UK universities fear they will lose staff and fall behind global competition if they cannot rejoin the scheme, but EU officials believe Britain’s return to Horizon will follow an agreement on the protocol.
Britain and the EU are likely to start exploring other areas for closer cooperation, including defense and energy, which could reduce prices for electricity and gas imported into the UK via subsea interconnections.
Georgina Wright, of the Institut Montaigne think-tank in Paris, said the EU was open to these ideas. “A better relationship at EU level paves the way for more bilateral ties.

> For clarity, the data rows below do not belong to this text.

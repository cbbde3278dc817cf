//! Session uploads through pre-signed URLs
//!
//! An upload runs in three strictly ordered phases:
//!
//! 1. `POST /storage/buckets/{bucket}/upload` registers the files and returns
//!    a session id plus one signed URL per file.
//! 2. Each file is `PUT` to its signed URL, sequentially and in input order,
//!    without API credentials and without retries.
//! 3. `POST /storage/buckets/{bucket}/upload/{session}/end` closes the session.
//!
//! The first failure stops the run. Files already uploaded are not rolled
//! back and the session is left open; the caller decides whether to start
//! over.

use crate::{
    client::require, ApiResponse, ClientError, ErrorKind, Result, Route, StorageClient, Transport,
    UploadPhase,
};
use bytes::Bytes;
use serde::{Deserialize, Serialize};
use std::path::Path;
use tokio_util::sync::CancellationToken;
use tracing::{debug, instrument};

/// Content type used when a file does not declare one
pub const DEFAULT_CONTENT_TYPE: &str = "text/plain";

/// Metadata registered for a file at session start
#[derive(Clone, Debug, PartialEq, Eq, Serialize, Deserialize)]
#[serde(rename_all = "camelCase")]
pub struct FileMetadata {
    pub file_name: String,
    #[serde(default)]
    pub content_type: String,
    /// Directory inside the bucket
    #[serde(default, skip_serializing_if = "Option::is_none")]
    pub path: Option<String>,
}

impl FileMetadata {
    pub fn new(file_name: impl Into<String>) -> Self {
        Self {
            file_name: file_name.into(),
            content_type: String::new(),
            path: None,
        }
    }
}

/// A file to upload: metadata plus raw bytes
#[derive(Clone, Debug)]
pub struct UploadFile {
    pub metadata: FileMetadata,
    pub content: Bytes,
}

impl UploadFile {
    pub fn new(file_name: impl Into<String>, content: impl Into<Bytes>) -> Self {
        Self {
            metadata: FileMetadata::new(file_name),
            content: content.into(),
        }
    }

    pub fn with_content_type(mut self, content_type: impl Into<String>) -> Self {
        self.metadata.content_type = content_type.into();
        self
    }

    pub fn with_path(mut self, path: impl Into<String>) -> Self {
        self.metadata.path = Some(path.into());
        self
    }

    /// Load a file from disk, guessing its content type from the extension
    pub async fn from_path(path: impl AsRef<Path>, bucket_path: Option<&str>) -> Result<Self> {
        let path = path.as_ref();
        let file_name = path
            .file_name()
            .and_then(|n| n.to_str())
            .ok_or_else(|| {
                ClientError::InvalidInput(format!("path has no file name: {}", path.display()))
            })?
            .to_string();

        let content = tokio::fs::read(path).await.map_err(|e| {
            ClientError::InvalidInput(format!("failed to read {}: {}", path.display(), e))
        })?;

        let content_type = mime_guess::from_path(path)
            .first_raw()
            .unwrap_or(DEFAULT_CONTENT_TYPE)
            .to_string();

        Ok(Self {
            metadata: FileMetadata {
                file_name,
                content_type,
                path: bucket_path.map(str::to_string),
            },
            content: Bytes::from(content),
        })
    }
}

#[derive(Serialize)]
struct StartUploadRequest<'a> {
    files: &'a [FileMetadata],
}

/// Phase 1 response payload
#[derive(Clone, Debug, Deserialize)]
#[serde(rename_all = "camelCase")]
pub struct StartUploadData {
    #[serde(default)]
    pub session_uuid: String,
    #[serde(default)]
    pub files: Vec<SignedUploadTarget>,
}

/// Signed URL issued for one registered file
#[derive(Clone, Debug, Deserialize)]
#[serde(rename_all = "camelCase")]
pub struct SignedUploadTarget {
    #[serde(default)]
    pub url: String,
    #[serde(default)]
    pub file_name: Option<String>,
    #[serde(default)]
    pub path: Option<String>,
    #[serde(default)]
    pub file_uuid: Option<String>,
}

/// Orchestration progress
#[derive(Clone, Debug, PartialEq, Eq)]
pub enum UploadState {
    Idle,
    SessionStarting,
    UploadingFiles,
    SessionEnding,
    Complete,
    Failed { phase: UploadPhase, kind: ErrorKind },
}

impl UploadState {
    pub fn is_terminal(&self) -> bool {
        matches!(self, Self::Complete | Self::Failed { .. })
    }
}

/// One file within a session
#[derive(Clone, Debug)]
pub struct FileUploadSlot {
    pub metadata: FileMetadata,
    pub signed_url: Option<String>,
    content: Bytes,
    pub uploaded: bool,
}

/// State of a single orchestrated upload. Owned by one call, never reused.
#[derive(Debug)]
pub struct UploadSession {
    bucket_uuid: String,
    session_uuid: Option<String>,
    slots: Vec<FileUploadSlot>,
    state: UploadState,
}

impl UploadSession {
    /// Validate the request and build an idle session
    pub fn new(bucket_uuid: &str, files: Vec<UploadFile>) -> Result<Self> {
        require("bucket UUID", bucket_uuid)?;
        if files.is_empty() {
            return Err(ClientError::InvalidInput(
                "no files provided for upload".to_string(),
            ));
        }

        let mut slots = Vec::with_capacity(files.len());
        for (index, file) in files.into_iter().enumerate() {
            let mut metadata = file.metadata;
            normalize(index, &mut metadata)?;
            if file.content.is_empty() {
                return Err(ClientError::InvalidInput(format!(
                    "file #{} ({}) has no content",
                    index, metadata.file_name
                )));
            }
            slots.push(FileUploadSlot {
                metadata,
                signed_url: None,
                content: file.content,
                uploaded: false,
            });
        }

        Ok(Self {
            bucket_uuid: bucket_uuid.to_string(),
            session_uuid: None,
            slots,
            state: UploadState::Idle,
        })
    }

    pub fn state(&self) -> &UploadState {
        &self.state
    }

    pub fn slots(&self) -> &[FileUploadSlot] {
        &self.slots
    }

    pub fn session_uuid(&self) -> Option<&str> {
        self.session_uuid.as_deref()
    }

    fn metadata(&self) -> Vec<FileMetadata> {
        self.slots.iter().map(|s| s.metadata.clone()).collect()
    }

    fn transition(&mut self, next: UploadState) {
        debug!(bucket = %self.bucket_uuid, from = ?self.state, to = ?next, "Upload state change");
        self.state = next;
    }

    /// Move to `Failed` and wrap `error` with the session context
    fn fail(&mut self, phase: UploadPhase, error: ClientError) -> ClientError {
        self.transition(UploadState::Failed {
            phase,
            kind: error.kind(),
        });
        ClientError::Session {
            phase,
            bucket: self.bucket_uuid.clone(),
            source: Box::new(error),
        }
    }

    /// Attach phase 1 results. Fewer usable URLs than files is fatal.
    fn assign_targets(&mut self, data: StartUploadData) -> Result<()> {
        if data.session_uuid.is_empty() {
            return Err(ClientError::Protocol(
                "start upload response has no session UUID".to_string(),
            ));
        }

        let urls: Vec<String> = data
            .files
            .into_iter()
            .map(|target| target.url)
            .filter(|url| !url.is_empty())
            .collect();

        if urls.is_empty() {
            return Err(ClientError::Protocol(
                "no signed URLs found in start upload response".to_string(),
            ));
        }
        if urls.len() < self.slots.len() {
            return Err(ClientError::Protocol(format!(
                "not enough signed URLs: expected {}, got {}",
                self.slots.len(),
                urls.len()
            )));
        }

        for (slot, url) in self.slots.iter_mut().zip(urls) {
            slot.signed_url = Some(url);
        }
        self.session_uuid = Some(data.session_uuid);
        Ok(())
    }
}

/// Result of a completed upload session
#[derive(Clone, Debug)]
pub struct UploadOutcome {
    pub session_uuid: String,
    pub files_uploaded: usize,
    /// Decoded end-session response
    pub response: serde_json::Value,
}

fn normalize(index: usize, metadata: &mut FileMetadata) -> Result<()> {
    if metadata.file_name.is_empty() {
        return Err(ClientError::InvalidInput(format!(
            "file at index {} has no name",
            index
        )));
    }
    if metadata.content_type.is_empty() {
        metadata.content_type = DEFAULT_CONTENT_TYPE.to_string();
    }
    Ok(())
}

impl<T: Transport> StorageClient<T> {
    /// Register files with the API and obtain one signed URL per file
    #[instrument(skip(self, files, cancel), fields(files = files.len()))]
    pub async fn start_upload(
        &self,
        bucket_uuid: &str,
        files: &[FileMetadata],
        cancel: &CancellationToken,
    ) -> Result<StartUploadData> {
        require("bucket UUID", bucket_uuid)?;
        if files.is_empty() {
            return Err(ClientError::InvalidInput(
                "no files provided for upload".to_string(),
            ));
        }

        let mut files = files.to_vec();
        for (index, metadata) in files.iter_mut().enumerate() {
            normalize(index, metadata)?;
        }

        let spec = self
            .write(Route::StartUpload {
                bucket: bucket_uuid.to_string(),
            })
            .with_json(&StartUploadRequest { files: &files })?;

        let response: ApiResponse<StartUploadData> = self.call(&spec, cancel).await?;
        Ok(response.data)
    }

    /// PUT raw bytes to a signed URL. No credentials, no retries.
    #[instrument(skip(self, content, cancel), fields(size = content.len()))]
    pub async fn upload_to_signed_url(
        &self,
        signed_url: &str,
        content: Bytes,
        cancel: &CancellationToken,
    ) -> Result<()> {
        tokio::select! {
            biased;
            _ = cancel.cancelled() => Err(ClientError::Cancelled),
            result = self.executor().transport().put_signed(signed_url, content) => result,
        }
    }

    /// Close an upload session
    #[instrument(skip(self, cancel))]
    pub async fn end_upload_session(
        &self,
        bucket_uuid: &str,
        session_uuid: &str,
        cancel: &CancellationToken,
    ) -> Result<serde_json::Value> {
        require("bucket UUID", bucket_uuid)?;
        require("session UUID", session_uuid)?;

        let spec = self.write(Route::EndUpload {
            bucket: bucket_uuid.to_string(),
            session: session_uuid.to_string(),
        });
        let body = self.executor().execute(&spec, cancel).await?;
        if body.is_empty() {
            return Ok(serde_json::Value::Null);
        }
        Ok(serde_json::from_slice(&body)?)
    }

    /// Upload `files` to `bucket_uuid` in one session.
    ///
    /// Files go up sequentially in the given order; the first failure aborts
    /// the rest and the session is never ended. The returned error carries
    /// the failing phase and, for uploads, the file index.
    #[instrument(skip(self, files, cancel), fields(files = files.len()))]
    pub async fn upload_files(
        &self,
        bucket_uuid: &str,
        files: Vec<UploadFile>,
        cancel: &CancellationToken,
    ) -> Result<UploadOutcome> {
        let mut session = UploadSession::new(bucket_uuid, files)?;

        session.transition(UploadState::SessionStarting);
        let metadata = session.metadata();
        let started = match self.start_upload(bucket_uuid, &metadata, cancel).await {
            Ok(data) => data,
            Err(e) => return Err(session.fail(UploadPhase::Starting, e)),
        };
        if let Err(e) = session.assign_targets(started) {
            return Err(session.fail(UploadPhase::Starting, e));
        }

        // TODO: poll URL readiness instead once the storage API exposes a probe.
        let settle = self.config().settle_delay;
        if !settle.is_zero() {
            tokio::select! {
                biased;
                _ = cancel.cancelled() => {
                    return Err(session.fail(UploadPhase::Uploading, ClientError::Cancelled));
                }
                _ = tokio::time::sleep(settle) => {}
            }
        }

        session.transition(UploadState::UploadingFiles);
        for index in 0..session.slots.len() {
            let slot = &session.slots[index];
            let url = slot.signed_url.clone().unwrap_or_default();
            let result = self
                .upload_to_signed_url(&url, slot.content.clone(), cancel)
                .await;

            if let Err(e) = result {
                let error = ClientError::FileUpload {
                    index,
                    file_name: slot.metadata.file_name.clone(),
                    source: Box::new(e),
                };
                return Err(session.fail(UploadPhase::Uploading, error));
            }
            session.slots[index].uploaded = true;
            debug!(index, "File uploaded");
        }

        session.transition(UploadState::SessionEnding);
        let session_uuid = session.session_uuid.clone().unwrap_or_default();
        let response = match self
            .end_upload_session(bucket_uuid, &session_uuid, cancel)
            .await
        {
            Ok(response) => response,
            Err(e) => return Err(session.fail(UploadPhase::Ending, e)),
        };

        session.transition(UploadState::Complete);
        Ok(UploadOutcome {
            session_uuid,
            files_uploaded: session.slots.iter().filter(|s| s.uploaded).count(),
            response,
        })
    }
}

But it depends on whether the UK Conservative government wants to make things better.”
European Commission officials said trade would be normalized if there was an atmosphere of mutual trust. The Brexit trade and cooperation agreement guaranteed the two sides would maintain a “level playing field” and consult on changes to regulations.
Meanwhile, French President Emmanuel Macron, who has taken a hard line on the protocol, is hosting Sounac at a UK-France summit in Paris next month. His cooperation to tackle the flow of migrants across the Channel is vital to help deliver on Mr Sunak’s promise to ‘stop the boats’.
“The case for getting this deal and taking it forward seems overwhelming,” said Lord Kim Darroch, Britain’s former ambassador to the EU. “It will make a real, positive, difference to Northern Ireland. He will live up to Sunak’s claim to being a problem solver. It will bring us back to the Horizon Europe programme, which is vital for UK universities.
“It will improve the UK-EU atmosphere and pave the way for further deals to free up trade and travel between the UK and the EU. And it will put a stop to UK-US relations.”
Mandelson agreed, saying a deal could pave the way for US President Joe Biden to come to Belfast for events marking the 25th anniversary of the Good Friday Agreement and then go to London for a state visit.
He said Joe Kennedy, the scion of the Kennedy dynasty appointed by Biden as economic envoy to Northern Ireland, would be “very important” in bringing inward investment to the region.
In recent days Britain has been sorting out its differences with the EU to try to forge a fresh start in relations seven years after the Brexit vote.
Last week the UK paid a £2.3bn fine to Brussels for lax customs controls on Chinese goods entering the EU’s single market while Britain was still a member of the bloc.
Meanwhile, the government also said it would make it easier for EU citizens to stay in the country, dropping a court case that had angered many of the bloc’s member states.
After the deep freeze that prevailed in UK-EU relations during the Johnson era, Sunak could be the British prime minister to bring about the great thaw. The prize is great, but so is the stake.